Here is what I learned while riding the struggle bus…
Thurs. Dec 19, 2am:
The night where I decide “Maybe not” on Emergency Medicine:
As John and I inspect a thick piece of his thumb skin that has recently been sliced off by a mandolin, my stomach makes a queasy turn. Although I am fascinated with the sheer gore of the injury, here are the things running through my head that soon become topics of discussion as we wait for the bleeding to stop: 1. What if it never stops bleeding? 2. What if it gets infected and develops gangrene? 3. Am I a neurotic hypochondriac, or is this reaction totally rational? 4. Shouldn’t cool-as-a-cucumber-in-a-crisis John be the one going to medical school? 5. Shouldn’t we go to a ER just in case? 6. What if we have to be up all night putting pressure on it and fall asleep at the wheel while driving to Chicago? 7. Will I pass out in my surgery rotations in med school? 8. Do I really want to consider emergency medicine if this is how I deal?
Fri. Dec 20, 2am:
The night where I decide “Maybe” on Pediatrics:
For a semi-narcoleptic drowsy driver like me, a road trip that starts at 5pm and ends at 4am feels like torture. And now that precious cargo is always on board, I am hyper-vigilant about my wakefulness when driving and will pull over at the slightest tinge of heavy eyes. So there I am driving at 2am all hopped up on a ridiculous amount of caffeine and staring into the black night while John and Ben sleep. And I realize that it is a truly rare gift of time to be forced to do nothing but think, so why not tackle something that has been on my mind a lot lately: What do I want to DO in medicine?
Do I need to decide before med school? Definitely not. Will I change my mind? Quite possibly. But here is why I WANT to decide: Family. I will be engaging in a constant cost-benefit analysis of how I spend my time in the next 4+ years so that I can juggle wife-mom-student simultaneously. And I know that having a focus will make the balancing act less stressful and my time more purposeful.

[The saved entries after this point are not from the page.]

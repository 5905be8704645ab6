//! Accuracy resolution.

use crate::calc;
use crate::context::BattleContext;
use crate::dsl::{AccuracyResolved, Domains, Genesis, Op};
use crate::moves::MoveFlags;
use crate::state::{stage, Volatiles};

/// Resolve whether the move connects. Protection is checked first (a
/// protected target makes a protect-affected move miss without a draw);
/// otherwise the Gen III accuracy formula decides.
pub struct CheckAccuracy;

impl Op for CheckAccuracy {
    const DOMAINS: Domains = Domains::SLOT;
    type Input = Genesis;
    type Output = AccuracyResolved;

    fn execute(ctx: &mut BattleContext<'_>) {
        if ctx.attacker != ctx.defender
            && ctx.defender_slot().has(Volatiles::PROTECTED)
            && ctx.move_data.flags.contains(MoveFlags::PROTECT)
        {
            ctx.result.missed = true;
            return;
        }

        let acc_stage = ctx.attacker_slot().stages[stage::ACCURACY];
        let eva_stage = ctx.defender_slot().stages[stage::EVASION];

        let hits = calc::check_accuracy(ctx.move_data.accuracy, acc_stage, eva_stage);
        ctx.result.missed = !hits;
    }
}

I didn’t expect an answer on the drive, nor do I feel certain about it, but it started to come to me gradually as the white lines became permanently etched into the back of my retinas. I’ll save the HOW or WHY for a future post, but here is the WHAT :
Pediatrics. Specifically, Adolescent Health.
Sat. Dec 21, 2am:
The night where I discover that it is always possible to dig deeper:
Benjamin’s worst night ever. We were running Ben on fumes at our family holiday Christmas party, so he got to bed late. John was feeling pretty miserable from a cold and I had a stomachache. Ben himself was on the brink of a cold, from his first few days at daycare. We joined him around 11pm, just as he was waking up unhappily. Then we spent the next 6 hours trying to get him to get back to sleep. We bounced, we sang, we rocked, we tried cry it out, we tried co-sleeping, I nursed until my nursing parts were raw. Eventually at 4:45am I tried the wake up and play option. And finally something worked.
So what did I learn about medicine here? Well, nothing specific. Only that I can do pretty much anything after being up with a screaming infant all night while dealing with a stomachache and physical and mental exhaustion from several consecutive nights of no sleep. I am guessing that med school will bring me to the same point of stretching beyond what seems possible on many an occasion. I am ready like a yogi.
Also, MERRY Christmas Eve!
To the thousands in Michigan without power this Christmas: I hope you are finding the silver lining, even if you don’t have the comfort of your cozy home on this holiday. I hope you are making joyful memories, even if your normal traditions cannot be carried out this year. And I hope you are learning the depths of your capacity to love and laugh, even if you have to do so while riding the struggle bus.